The announcement was made while President Obama was in Europe, where he and the other G-7 leaders met at an emergency meeting on the sidelines of a nuclear summit in The Hague.

Russian President Vladimir Putin did not attend the summit, but Lavrov met with Kerry on Monday to talk about Ukraine.

During that meeting, Kerry “expressed strong concern about the massing of a large number of Russian forces on the border and of the treatment of Ukrainian military forces, including many Ukrainian service members who are missing,” according to State Department spokeswoman Marie Harf.

Senate moves on Ukraine aide bill: The Senate voted 78-17 on Monday to advance its bill to provide Ukraine aid and impose sanctions on Russia.

More than 20 Democrats joined Republicans in voting for the motion to proceed to the bill.

The bill’s fate remains up in the air, however; some Republicans have objected to provisions in the package to reform the International Monetary Fund (IMF).

The House Foreign Affairs Committee plans to mark up its own bill, which does not have the IMF provisions, on Tuesday. That measure has Democratic support in the House.

The Senate bill from Foreign Relations Committee Chairman Robert Menendez (D-N.J.) would provide $1 billion in U.S. loan guarantees and spend more than $100 million to promote democracy and security in Ukraine.

The bill also codifies steps being taken by the Obama administration on sanctions and expands the potential target list.

Sen. Dan Coats (R-Ind.), who was sanctioned by the Russians last week, introduced an amendment to the bill Monday to slap sanctions on Rosoboronexport, the Russian state arms firm.

It’s unclear if he will get a chance to offer the amendment, however, as Congress is trying to quickly pass the legislation this week after failing to do so before the March recess.

Military ramps up Kony mission: President Obama is doubling its military assets on a mission to find the African warlord Joseph Kony, the White House announced Monday. 

The U.S. first authorized its mission in 2011, sending 100 special operations forces to Uganda, but the warlord and leader of the Lord’s Resistance Army has managed to evade capture. 

On Monday, the Pentagon confirmed it is sending 150 additional U.S. troops, four CV-22 Osprey aircraft, two MC-130 medium-lift aircraft and two KC-135s aerial refuelers for the mission. 

The move won praise from Sen. James Inhofe (R-Okla.), usually a fierce Obama foreign policy critic and a long-time advocate for stopping Kony. 

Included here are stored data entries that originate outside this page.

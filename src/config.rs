//! Configuration loader and application settings.

use std::path::PathBuf;

use crate::errors::{AppError, Result};

const DEFAULT_MIN_LIQUIDITY_USD: f64 = 1_000.0;
const DEFAULT_MAX_HOPS: usize = 3;

/// Settings for USD price discovery.
#[derive(Debug, Clone, PartialEq)]
pub struct OracleConfig {
    /// Pivot token every price is routed against (the wrapped native asset).
    pub reference_asset_id: String,
    /// Pools pairing the reference asset whose reference side is worth less
    /// than this are ignored during route search.
    pub min_liquidity_usd: f64,
    /// Whether the 0.3% pool fee is charged on pricing routes.
    pub apply_fee: bool,
    pub max_hops: usize,
}

impl OracleConfig {
    pub fn new(reference_asset_id: impl Into<String>, min_liquidity_usd: f64) -> Self {
        Self {
            reference_asset_id: reference_asset_id.into(),
            min_liquidity_usd,
            apply_fee: false,
            max_hops: DEFAULT_MAX_HOPS,
        }
    }
}

/// Consolidated application configuration.
#[derive(Debug, Clone)]
pub struct AppConfig {
    /// JSON file holding the pool snapshot.
    pub snapshot_path: PathBuf,
    /// Current USD price of the reference asset.
    pub reference_price_usd: f64,
    /// Tokens to price; empty means every token in the snapshot.
    pub tokens: Vec<String>,
    pub oracle: OracleConfig,
}

impl AppConfig {
    /// Load configuration from environment variables.
    pub fn from_env() -> Result<Self> {
        Self::from_lookup(|key| std::env::var(key).ok())
    }

    /// Load configuration from any key/value source.
    pub fn from_lookup(lookup: impl Fn(&str) -> Option<String>) -> Result<Self> {
        let required = |key: &str| {
            lookup(key)
                .filter(|v| !v.trim().is_empty())
                .ok_or_else(|| AppError::Config(format!("{key} must be set")))
        };

        let snapshot_path = PathBuf::from(required("SNAPSHOT_PATH")?);
        let reference_asset_id = required("REFERENCE_ASSET")?.trim().to_string();
        let reference_price_usd: f64 = required("REFERENCE_PRICE_USD")?.trim().parse()?;

        let min_liquidity_usd = match lookup("MIN_LIQUIDITY_USD") {
            Some(raw) => raw.trim().parse()?,
            None => DEFAULT_MIN_LIQUIDITY_USD,
        };
        let max_hops = match lookup("MAX_HOPS") {
            Some(raw) => raw.trim().parse()?,
            None => DEFAULT_MAX_HOPS,
        };
        if max_hops == 0 {
            return Err(AppError::Config("MAX_HOPS must be at least 1".into()));
        }
        let apply_fee = lookup("PRICE_APPLY_FEE").is_some_and(|v| v.trim() == "1");

        let tokens = lookup("PRICE_TOKENS")
            .map(|raw| {
                raw.split(',')
                    .map(str::trim)
                    .filter(|t| !t.is_empty())
                    .map(String::from)
                    .collect()
            })
            .unwrap_or_default();

        Ok(Self {
            snapshot_path,
            reference_price_usd,
            tokens,
            oracle: OracleConfig {
                reference_asset_id,
                min_liquidity_usd,
                apply_fee,
                max_hops,
            },
        })
    }
}
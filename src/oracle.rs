//! USD price discovery by routing a notional trade against the reference
//! asset.
//!
//! Reserve math stays in exact integers; floating point only appears once
//! amounts have been turned into human units and are being valued in USD.

use bigdecimal::BigDecimal;
use num_traits::{ToPrimitive, Zero};
use tracing::{debug, trace, warn};

use crate::config::OracleConfig;
use crate::dex::Pool;
use crate::router::{BestTradeOptions, best_trade, trades_exact_in};
use crate::utils::format_units;

/// Returned whenever no trustworthy price can be derived.
pub const UNDISCOVERABLE_PRICE: &str = "0";

/// Derives USD unit prices from a pool snapshot. Holds no pool state; every
/// call works on the snapshot it is given.
#[derive(Debug, Clone)]
pub struct PriceOracle {
    config: OracleConfig,
}

impl PriceOracle {
    pub fn new(config: OracleConfig) -> Self {
        Self { config }
    }

    /// USD price of one whole `token`, as a decimal string, or
    /// [`UNDISCOVERABLE_PRICE`].
    pub fn token_price_usd(&self, pools: &[Pool], token: &str, reference_price_usd: f64) -> String {
        // NaN and negative feeds count as unavailable too.
        if !(reference_price_usd > 0.0) {
            return UNDISCOVERABLE_PRICE.to_string();
        }
        let reference = self.config.reference_asset_id.as_str();
        if token == reference {
            return reference_price_usd.to_string();
        }

        let liquid = self.liquid_pools(pools, reference_price_usd);

        if let Some(price) = direct_pool_price(&liquid, token, reference, reference_price_usd) {
            debug!(token, %price, "[ORACLE] priced from direct pool");
            return price;
        }

        let one = BigDecimal::from(1);
        let Some(amount_out) = self.best_amount_out(&liquid, &one, reference, token) else {
            debug!(token, "[ORACLE] no route from reference asset");
            return UNDISCOVERABLE_PRICE.to_string();
        };

        let price = if amount_out.is_zero() {
            // One reference unit is worth less than one minor unit of the
            // token; ask the other way round instead.
            trace!(token, "[ORACLE] forward quote truncated to zero, reversing");
            match self.best_amount_out(&liquid, &one, token, reference) {
                Some(back) if !back.is_zero() => {
                    back.to_f64().map(|back| reference_price_usd * back)
                }
                _ => None,
            }
        } else {
            amount_out.to_f64().map(|out| reference_price_usd / out)
        };

        match price.and_then(finite_price) {
            Some(price) => {
                debug!(token, %price, "[ORACLE] priced from route search");
                price
            }
            None => UNDISCOVERABLE_PRICE.to_string(),
        }
    }

    /// Pools usable for price discovery: both reserves present, and any pool
    /// touching the reference asset must hold at least `min_liquidity_usd`
    /// worth of it.
    fn liquid_pools(&self, pools: &[Pool], reference_price_usd: f64) -> Vec<Pool> {
        let reference = self.config.reference_asset_id.as_str();
        pools
            .iter()
            .filter(|pool| {
                if pool.reserve0.is_zero() || pool.reserve1.is_zero() {
                    trace!(token0 = %pool.token0, token1 = %pool.token1, "[ORACLE] skipping empty pool");
                    return false;
                }
                let (Some(reserve), Some(decimals)) =
                    (pool.reserve_of(reference), pool.decimals_of(reference))
                else {
                    return true;
                };
                let reserve_usd = format_units(reserve, decimals)
                    .to_f64()
                    .map_or(0.0, |r| r * reference_price_usd);
                let keep = reserve_usd >= self.config.min_liquidity_usd;
                if !keep {
                    trace!(
                        token0 = %pool.token0,
                        token1 = %pool.token1,
                        reserve_usd,
                        "[ORACLE] skipping thin reference pool"
                    );
                }
                keep
            })
            .cloned()
            .collect()
    }

    fn best_amount_out(
        &self,
        pools: &[Pool],
        amount_in: &BigDecimal,
        currency_in: &str,
        currency_out: &str,
    ) -> Option<BigDecimal> {
        let options = BestTradeOptions::with_max_hops(self.config.max_hops);
        match trades_exact_in(
            pools,
            amount_in,
            currency_in,
            currency_out,
            self.config.apply_fee,
            options,
        ) {
            Ok(trades) => best_trade(&trades).map(|t| t.amount_out.clone()),
            Err(e) => {
                warn!(error = %e, currency_in, currency_out, "[ORACLE] route search failed");
                None
            }
        }
    }
}

/// Price from the deepest pool pairing `token` directly with the reference
/// asset, if one exists. Depth is the reference reserve, then the token
/// reserve.
fn direct_pool_price(
    pools: &[Pool],
    token: &str,
    reference: &str,
    reference_price_usd: f64,
) -> Option<String> {
    let pool = pools
        .iter()
        .filter(|p| p.pairs(token, reference))
        .max_by(|a, b| {
            a.reserve_of(reference)
                .cmp(&b.reserve_of(reference))
                .then_with(|| a.reserve_of(token).cmp(&b.reserve_of(token)))
        })?;

    let token_reserve = format_units(pool.reserve_of(token)?, pool.decimals_of(token)?);
    let reference_reserve = format_units(pool.reserve_of(reference)?, pool.decimals_of(reference)?);
    if token_reserve.is_zero() || reference_reserve.is_zero() {
        return None;
    }
    let ratio = (token_reserve / reference_reserve).to_f64()?;
    finite_price(reference_price_usd / ratio)
}

fn finite_price(price: f64) -> Option<String> {
    (price.is_finite() && price > 0.0).then(|| price.to_string())
}

#[cfg(test)]
mod tests {
    use super::*;
    use crate::dex::get_amount_out;
    use num_bigint::BigUint;

    fn units(whole: u64, decimals: u32) -> BigUint {
        BigUint::from(whole) * BigUint::from(10u32).pow(decimals)
    }

    fn pool(a: &str, b: &str, reserve_a: BigUint, reserve_b: BigUint, dec_a: u8, dec_b: u8) -> Pool {
        Pool::new(a, b, reserve_a, reserve_b, dec_a, dec_b)
    }

    fn oracle(reference: &str, min_liquidity_usd: f64) -> PriceOracle {
        PriceOracle::new(OracleConfig::new(reference, min_liquidity_usd))
    }

    #[test]
    fn empty_snapshot() {
        let oracle = oracle("WETH", 1_000.0);
        assert_eq!(oracle.token_price_usd(&[], "USDC", 2_100.5), "0");
        assert_eq!(oracle.token_price_usd(&[], "WETH", 2_100.5), "2100.5");
    }

    #[test]
    fn zero_reference_price_is_undiscoverable() {
        let oracle = oracle("WETH", 0.0);
        let pools = vec![pool("WETH", "USDC", units(10, 18), units(20_000, 6), 18, 6)];
        assert_eq!(oracle.token_price_usd(&pools, "USDC", 0.0), UNDISCOVERABLE_PRICE);
        assert_eq!(oracle.token_price_usd(&pools, "WETH", 0.0), UNDISCOVERABLE_PRICE);
    }

    #[test]
    fn direct_pool_wins_over_deeper_route() {
        let oracle = oracle("WETH", 1_000.0);
        let pools = vec![
            // direct: 2,000 USDC per WETH
            pool("WETH", "USDC", units(1_000, 18), units(2_000_000, 6), 18, 6),
            // two-hop route at a different rate
            pool("WETH", "DAI", units(100_000, 18), units(300_000_000, 18), 18, 18),
            pool("DAI", "USDC", units(300_000_000, 18), units(300_000_000, 6), 18, 6),
        ];
        assert_eq!(oracle.token_price_usd(&pools, "USDC", 2_000.0), "1");
    }

    #[test]
    fn thin_direct_pool_falls_back_to_two_hop_route() {
        let oracle = oracle("WETH", 1_000.0);
        let pools = vec![
            pool("WETH", "B", units(1_000, 18), units(2_000_000, 18), 18, 18),
            pool("B", "C", units(3_000_000, 18), units(1_500_000, 6), 18, 6),
            // 0.1 WETH = $200 of liquidity
            pool("WETH", "C", units(1, 17), units(500, 6), 18, 6),
        ];
        let b_out = get_amount_out(&units(1, 18), &units(1_000, 18), &units(2_000_000, 18), false);
        let c_out = get_amount_out(&b_out, &units(3_000_000, 18), &units(1_500_000, 6), false);
        assert_eq!(c_out, BigUint::from(998_336_106u64));

        let c_whole = format_units(&c_out, 6).to_f64().unwrap();
        let price = oracle.token_price_usd(&pools, "C", 2_000.0);
        assert_eq!(price, (2_000.0 / c_whole).to_string());
    }

    #[test]
    fn truncated_forward_quote_uses_reverse_route() {
        let oracle = oracle("WBTC", 1_000.0);
        let pools = vec![
            pool("WBTC", "MID", units(100, 8), units(100, 18), 8, 18),
            // 1 TOK (2 decimals) against a million MID
            pool("MID", "TOK", units(1_000_000, 18), BigUint::from(100u32), 18, 2),
        ];
        let mid = get_amount_out(&BigUint::from(100u32), &BigUint::from(100u32), &units(1_000_000, 18), false);
        let wbtc = get_amount_out(&mid, &units(100, 18), &units(100, 8), false);
        assert_eq!(wbtc, BigUint::from(9_998_000_399u64));

        let wbtc_whole = format_units(&wbtc, 8).to_f64().unwrap();
        let price = oracle.token_price_usd(&pools, "TOK", 30_000.0);
        assert_eq!(price, (30_000.0 * wbtc_whole).to_string());
    }

    #[test]
    fn zero_reserve_direct_pool_is_not_divided_by() {
        let oracle = oracle("WETH", 1_000.0);
        let lonely = vec![pool("WETH", "TOK", units(1_000, 18), BigUint::from(0u32), 18, 18)];
        assert_eq!(oracle.token_price_usd(&lonely, "TOK", 2_000.0), "0");

        let mut routed = lonely.clone();
        routed.push(pool("WETH", "MID", units(1_000, 18), units(1_000, 18), 18, 18));
        routed.push(pool("MID", "TOK", units(1_000_000, 18), units(4_000_000, 18), 18, 18));
        let price = oracle.token_price_usd(&routed, "TOK", 2_000.0);
        assert_ne!(price, UNDISCOVERABLE_PRICE);
        // 1 WETH -> ~0.999 MID -> ~3.996 TOK
        let parsed: f64 = price.parse().unwrap();
        assert!(parsed > 450.0 && parsed < 550.0, "unexpected price {price}");
    }

    #[test]
    fn empty_pool_away_from_reference_is_not_routed() {
        let oracle = oracle("WETH", 1_000.0);
        let pools = vec![
            pool("WETH", "MID", units(1_000, 18), units(1_000, 18), 18, 18),
            // no TOK left; reversing through it would sell into an empty side
            pool("MID", "TOK", units(1_000, 18), BigUint::from(0u32), 18, 18),
        ];
        let liquid = oracle.liquid_pools(&pools, 2_000.0);
        assert_eq!(liquid, vec![pools[0].clone()]);
        assert_eq!(oracle.token_price_usd(&pools, "TOK", 2_000.0), UNDISCOVERABLE_PRICE);
    }

    #[test]
    fn equally_deep_direct_pools_price_independent_of_order() {
        let oracle = oracle("WETH", 1_000.0);
        let mut pools = vec![
            pool("WETH", "USDC", units(1_000, 18), units(2_000_000, 6), 18, 6),
            pool("USDC", "WETH", units(2_500_000, 6), units(1_000, 18), 6, 18),
        ];
        // the pool with more USDC wins the tie: 2,500 USDC per WETH
        assert_eq!(oracle.token_price_usd(&pools, "USDC", 2_000.0), "0.8");
        pools.reverse();
        assert_eq!(oracle.token_price_usd(&pools, "USDC", 2_000.0), "0.8");
    }

    #[test]
    fn unreachable_token_is_undiscoverable() {
        let oracle = oracle("WETH", 1_000.0);
        let pools = vec![
            pool("WETH", "USDC", units(1_000, 18), units(2_000_000, 6), 18, 6),
            pool("FOO", "BAR", units(10, 18), units(10, 18), 18, 18),
        ];
        assert_eq!(oracle.token_price_usd(&pools, "FOO", 2_000.0), "0");
    }

    #[test]
    fn result_does_not_depend_on_pool_order() {
        let oracle = oracle("WETH", 1_000.0);
        let mut pools = vec![
            pool("WETH", "B", units(1_000, 18), units(2_000_000, 18), 18, 18),
            pool("B", "C", units(3_000_000, 18), units(1_500_000, 6), 18, 6),
            pool("WETH", "D", units(500, 18), units(700, 18), 18, 18),
            pool("D", "C", units(700, 18), units(1_000, 6), 18, 6),
            pool("B", "D", units(9_000, 18), units(3, 18), 18, 18),
        ];
        let expected = oracle.token_price_usd(&pools, "C", 2_000.0);
        assert_ne!(expected, UNDISCOVERABLE_PRICE);
        pools.reverse();
        assert_eq!(oracle.token_price_usd(&pools, "C", 2_000.0), expected);
        pools.rotate_left(2);
        assert_eq!(oracle.token_price_usd(&pools, "C", 2_000.0), expected);
    }
}
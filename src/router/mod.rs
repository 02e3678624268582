pub mod search;
pub mod selector;
pub mod types;

pub use search::{best_trade_exact_in, best_trade_exact_out, trades_exact_in, trades_exact_out};
pub use selector::{best_trade, compare_trades, sort_trades};
pub use types::BestTradeOptions;
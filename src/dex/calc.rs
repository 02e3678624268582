use bigdecimal::BigDecimal;
use num_bigint::BigUint;
use num_traits::Zero;

use crate::errors::Result;
use crate::utils::{format_units, parse_units};

/// Fee-adjusted multiplier per 1000 units of input (0.3% pool fee).
const FEE_MULTIPLIER: u32 = 997;
const NO_FEE_MULTIPLIER: u32 = 1000;

fn input_multiplier(apply_fee: bool) -> BigUint {
    BigUint::from(if apply_fee {
        FEE_MULTIPLIER
    } else {
        NO_FEE_MULTIPLIER
    })
}

/// Output of a constant-product swap for a given input, in minor units.
///
/// Mirrors the pair contract exactly: the result is floored, so it never
/// exceeds what the pool would actually pay out. An empty input sold into an
/// empty reserve yields zero.
pub fn get_amount_out(
    amount_in: &BigUint,
    reserve_in: &BigUint,
    reserve_out: &BigUint,
    apply_fee: bool,
) -> BigUint {
    let amount_in_with_fee = amount_in * input_multiplier(apply_fee);
    let numerator = &amount_in_with_fee * reserve_out;
    let denominator = reserve_in * BigUint::from(NO_FEE_MULTIPLIER) + amount_in_with_fee;
    if denominator.is_zero() {
        return BigUint::zero();
    }
    numerator / denominator
}

/// Input required to receive `amount_out` from a constant-product pool, in
/// minor units. Rounded up by one unit so the pool invariant holds after
/// the swap.
///
/// # Panics
///
/// Panics if `amount_out >= reserve_out`. Callers filter such pools out
/// before asking; reaching this is a routing bug.
pub fn get_amount_in(
    amount_out: &BigUint,
    reserve_in: &BigUint,
    reserve_out: &BigUint,
    apply_fee: bool,
) -> BigUint {
    assert!(
        amount_out < reserve_out,
        "amount_out {amount_out} must be below reserve_out {reserve_out}"
    );
    let numerator = reserve_in * amount_out * BigUint::from(NO_FEE_MULTIPLIER);
    let denominator = (reserve_out - amount_out) * input_multiplier(apply_fee);
    numerator / denominator + 1u32
}

/// Human-unit wrapper around [`get_amount_out`].
///
/// `amount_in` is scaled by `dec_in`, the floored result is scaled back by
/// `dec_out`.
pub fn compute_amount_out(
    amount_in: &BigDecimal,
    reserve_in: &BigUint,
    reserve_out: &BigUint,
    dec_in: u8,
    dec_out: u8,
    apply_fee: bool,
) -> Result<BigDecimal> {
    let amount_in = parse_units(amount_in, dec_in)?;
    let amount_out = get_amount_out(&amount_in, reserve_in, reserve_out, apply_fee);
    Ok(format_units(&amount_out, dec_out))
}

/// Human-unit wrapper around [`get_amount_in`].
///
/// `amount_out` is scaled by `dec_out`, the required input is scaled back by
/// `dec_in`.
///
/// # Panics
///
/// Panics under the same condition as [`get_amount_in`].
pub fn compute_amount_in(
    amount_out: &BigDecimal,
    reserve_in: &BigUint,
    reserve_out: &BigUint,
    dec_in: u8,
    dec_out: u8,
    apply_fee: bool,
) -> Result<BigDecimal> {
    let amount_out = parse_units(amount_out, dec_out)?;
    let amount_in = get_amount_in(&amount_out, reserve_in, reserve_out, apply_fee);
    Ok(format_units(&amount_in, dec_in))
}
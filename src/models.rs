//! Shared data structures used throughout the application.

use bigdecimal::BigDecimal;

use crate::dex::Pool;

/// Which side of a trade was fixed by the caller.
#[derive(Debug, Clone, Copy, PartialEq, Eq)]
pub enum TradeType {
    /// `amount_in` is given, `amount_out` is computed.
    ExactInput,
    /// `amount_out` is given, `amount_in` is computed.
    ExactOutput,
}

/// A candidate route through one or more pools, with its amounts in human
/// units.
///
/// `path` lists every token visited, so `path.len() == pools.len() + 1`,
/// `path[0] == currency_in` and the last entry is `currency_out`.
#[derive(Debug, Clone, PartialEq)]
pub struct Trade {
    pub trade_type: TradeType,
    pub pools: Vec<Pool>,
    /// Positions of `pools` within the pool slice that was searched.
    pub pool_indices: Vec<usize>,
    pub currency_in: String,
    pub currency_out: String,
    pub amount_in: BigDecimal,
    pub amount_out: BigDecimal,
    pub path: Vec<String>,
}

impl Trade {
    /// Number of pools crossed.
    pub fn hops(&self) -> usize {
        self.pools.len()
    }
}
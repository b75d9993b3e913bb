//! Closed-vocabulary lookup of calculus concepts.
//!
//! `describe_concept` scores the query against a small keyword bag per concept with a
//! term-frequency cosine; `answer_calculus_question` is the cruder keyword scan used for
//! free-form questions.
use log::debug;
use std::collections::{BTreeMap, BTreeSet};
use std::sync::LazyLock;

/// scores below this fall back to the generic answer
pub const SIMILARITY_THRESHOLD: f64 = 0.3;

pub static CALCULUS_CONCEPTS: [(&str, &str); 7] = [
    (
        "derivative",
        "The derivative measures the rate of change of a function with respect to a variable. Geometrically, it represents the slope of the tangent line to the function at a point.",
    ),
    (
        "integral",
        "The integral represents the accumulation of quantities. Geometrically, the definite integral is the signed area between the function and the x-axis over a given interval.",
    ),
    (
        "limit",
        "A limit describes the value a function approaches as the input approaches a particular value. Limits are fundamental to calculus concepts of continuity, derivatives, and integrals.",
    ),
    (
        "continuity",
        "A function is continuous at a point if there is no abrupt change (jump) at that point. Formally, a function is continuous at a point if the limit equals the function value at that point.",
    ),
    (
        "extrema",
        "Extrema are the maximum and minimum values of a function. They can be found by determining where the derivative equals zero (critical points) and analyzing the second derivative.",
    ),
    (
        "inflection",
        "An inflection point is where the curvature of a function changes sign. It occurs when the second derivative equals zero and changes sign around that point.",
    ),
    (
        "series",
        "A series is the sum of the terms of a sequence. Power series represent functions as infinite sums of powers of the variable, useful for approximating functions.",
    ),
];

/// Keyword bag per concept, the concept name first.
pub static CONCEPT_KEYWORDS: [(&str, &[&str]); 7] = [
    ("derivative", &["derivative", "differentiation", "rate", "change", "slope"]),
    ("integral", &["integral", "integration", "area", "antiderivative"]),
    ("limit", &["limit", "approaching", "tends"]),
    ("continuity", &["continuity", "continuous", "discontinuity"]),
    ("extrema", &["extrema", "maximum", "minimum", "extreme", "peak", "valley"]),
    ("inflection", &["inflection", "concavity", "curvature"]),
    ("series", &["series", "taylor", "maclaurin", "power"]),
];

/// Phrases scanned as substrings by `answer_calculus_question`, first match wins.
pub static QUESTION_KEYWORDS: [(&str, &[&str]); 7] = [
    ("derivative", &["derivative", "differentiation", "rate of change", "slope"]),
    ("integral", &["integral", "integration", "area", "antiderivative"]),
    ("limit", &["limit", "approaching", "tends to"]),
    ("continuity", &["continuous", "continuity", "discontinuity"]),
    ("extrema", &["maximum", "minimum", "extrema", "extreme", "peak", "valley"]),
    ("inflection", &["inflection", "concavity", "curvature"]),
    ("series", &["series", "taylor", "maclaurin", "power series"]),
];

pub const CONCEPT_FALLBACK: &str = "This is a concept in calculus. For more specific information, please ask about derivatives, integrals, limits, continuity, or other calculus topics.";

pub const GENERAL_ANSWER: &str = "Calculus is the mathematical study of continuous change and consists of two main branches: differential calculus (concerning rates of change and slopes of curves) and integral calculus (concerning accumulation of quantities and areas under curves). For more specific information, ask about derivatives, integrals, limits, or other calculus concepts.";

static VOCABULARY: LazyLock<BTreeSet<&'static str>> = LazyLock::new(|| {
    CONCEPT_KEYWORDS
        .iter()
        .flat_map(|(_, words)| words.iter().copied())
        .collect()
});

/// Function words ignored by `tokenize`.
static STOPWORDS: [&str; 32] = [
    "a", "about", "an", "and", "are", "be", "do", "does", "explain", "for", "how", "i", "in",
    "is", "it", "me", "mean", "near", "of", "on", "or", "tell", "that", "the", "there", "this",
    "to", "what", "who", "why", "with", "you",
];

/// Lowercased alphanumeric runs, stopwords removed.
///
/// A word outside the vocabulary is retried without one trailing `s` ("derivatives"). Words
/// that still miss stay in the query as they are: they weigh on its norm but match no concept.
fn tokenize(query: &str) -> Vec<String> {
    query
        .to_lowercase()
        .split(|c: char| !c.is_alphanumeric())
        .filter(|word| !word.is_empty() && !STOPWORDS.contains(word))
        .map(|word| {
            VOCABULARY
                .get(word)
                .or_else(|| word.strip_suffix('s').and_then(|stem| VOCABULARY.get(stem)))
                .map_or_else(|| word.to_string(), |known| known.to_string())
        })
        .collect()
}

fn term_frequencies<'a>(words: impl IntoIterator<Item = &'a str>) -> BTreeMap<&'a str, f64> {
    let mut tf = BTreeMap::new();
    for word in words {
        *tf.entry(word).or_insert(0.0) += 1.0;
    }
    tf
}

fn cosine_similarity(a: &BTreeMap<&str, f64>, b: &BTreeMap<&str, f64>) -> f64 {
    let dot: f64 = a
        .iter()
        .filter_map(|(word, wa)| b.get(word).map(|wb| wa * wb))
        .sum();
    let norm_a = a.values().map(|w| w * w).sum::<f64>().sqrt();
    let norm_b = b.values().map(|w| w * w).sum::<f64>().sqrt();
    if norm_a == 0.0 || norm_b == 0.0 {
        0.0
    } else {
        dot / (norm_a * norm_b)
    }
}

/// Similarity of the query to every concept, in table order.
pub fn concept_scores(query: &str) -> Vec<(&'static str, f64)> {
    let tokens = tokenize(query);
    let query_tf = term_frequencies(tokens.iter().map(String::as_str));
    CONCEPT_KEYWORDS
        .iter()
        .map(|(concept, words)| {
            let concept_tf = term_frequencies(words.iter().copied());
            (*concept, cosine_similarity(&query_tf, &concept_tf))
        })
        .collect()
}

/// Explanation of the concept closest to the query, or the generic fallback when nothing
/// scores at least [`SIMILARITY_THRESHOLD`].
/// # Examples
/// ```rust, ignore
/// assert!(describe_concept("what are derivatives?").starts_with("The derivative measures"));
/// ```
pub fn describe_concept(query: &str) -> &'static str {
    let mut best: Option<(&str, f64)> = None;
    for (concept, score) in concept_scores(query) {
        // ties keep the earlier concept
        if best.is_none_or(|(_, best_score)| score > best_score) {
            best = Some((concept, score));
        }
    }
    match best {
        Some((concept, score)) if score >= SIMILARITY_THRESHOLD => {
            debug!("query '{}' matched '{}' with score {:.3}", query, concept, score);
            CALCULUS_CONCEPTS
                .iter()
                .find(|(name, _)| *name == concept)
                .map(|(_, text)| *text)
                .unwrap_or(CONCEPT_FALLBACK)
        }
        _ => CONCEPT_FALLBACK,
    }
}

/// Keyword scan over a free-form question.
pub fn answer_calculus_question(question: &str) -> &'static str {
    let question = question.to_lowercase();
    for (concept, phrases) in QUESTION_KEYWORDS.iter() {
        if phrases.iter().any(|phrase| question.contains(phrase)) {
            return describe_concept(concept);
        }
    }
    GENERAL_ANSWER
}

#[cfg(test)]
mod tests {
    use super::*;
    use approx::assert_relative_eq;

    fn text_of(concept: &str) -> &'static str {
        CALCULUS_CONCEPTS
            .iter()
            .find(|(name, _)| *name == concept)
            .map(|(_, text)| *text)
            .unwrap()
    }

    #[test]
    fn test_concept_names_resolve_to_themselves() {
        for (concept, _) in CALCULUS_CONCEPTS.iter() {
            assert_eq!(describe_concept(concept), text_of(concept));
        }
    }

    #[test]
    fn test_plural_and_questions() {
        assert_eq!(describe_concept("What are derivatives?"), text_of("derivative"));
        assert_eq!(describe_concept("Explain LIMITS"), text_of("limit"));
        assert_eq!(describe_concept("taylor series"), text_of("series"));
        assert_eq!(describe_concept("what is the rate of change"), text_of("derivative"));
    }

    #[test]
    fn test_fallback() {
        assert_eq!(describe_concept("hello there"), CONCEPT_FALLBACK);
        assert_eq!(describe_concept(""), CONCEPT_FALLBACK);
    }

    #[test]
    fn test_off_topic_sentence_with_one_keyword_falls_back() {
        let sentence = "who painted the famous mural on the slope of the old church near the river";
        assert_eq!(describe_concept(sentence), CONCEPT_FALLBACK);
        // seven content words, one of them in the derivative bag
        let scores = concept_scores(sentence);
        assert_relative_eq!(scores[0].1, 1.0 / 35f64.sqrt());
        assert_eq!(describe_concept("the slope"), text_of("derivative"));
    }

    #[test]
    fn test_scores() {
        let scores = concept_scores("slope");
        assert_eq!(scores.len(), 7);
        assert_relative_eq!(scores[0].1, 1.0 / 5f64.sqrt());
        assert!(scores[1..].iter().all(|(_, score)| *score == 0.0));
    }

    #[test]
    fn test_answer_calculus_question() {
        assert_eq!(answer_calculus_question("How do I find the area under a curve?"), text_of("integral"));
        assert_eq!(answer_calculus_question("What does it mean to be continuous?"), text_of("continuity"));
        assert_eq!(answer_calculus_question("where is the peak"), text_of("extrema"));
        assert_eq!(answer_calculus_question("What is calculus?"), GENERAL_ANSWER);
    }

    #[test]
    fn test_question_order_matters() {
        // "slope" is listed under derivative before "area" under integral
        assert_eq!(answer_calculus_question("slope and area"), text_of("derivative"));
    }
}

“Joseph Kony’s reign of terror has gone on far too long, and we cannot go on another year without bringing him and the LRA to justice,” said Inhofe, the ranking member on the Senate Armed Services Committee. 

Kony has killed more than 100,000 people, displaced more than a million Africans and abducted tens of thousands of children for his terrorist group, Inhofe said. 

“I am glad to see the President respond to my requests as well as the requests of many Americans to support those in Africa working to stop Kony and eradicate the LRA,” Inhofe said. 

Rogers, Ruppersberger to introduce FISA bill: The heads of the House Intelligence Committee will introduce their own legislation on Tuesday that would make changes to the Foreign Intelligence Surveillance Act (FISA).

The bill would make tweaks to the law that’s used by the National Security Agency to conduct bulk phone surveillance that has come under fire.

The bill from Rogers and Ruppersberger will be announced at an 11 a.m. press conference.

The Intelligence Committee chairman and ranking members have been two of the biggest congressional defenders of the NSA’s surveillance. That has privacy critics expressing skepticism that their bill will go as far as other proposals, like Rep. James Sensenbrenner’s (R-Wis.) legislation, to curb the NSA’s data collection.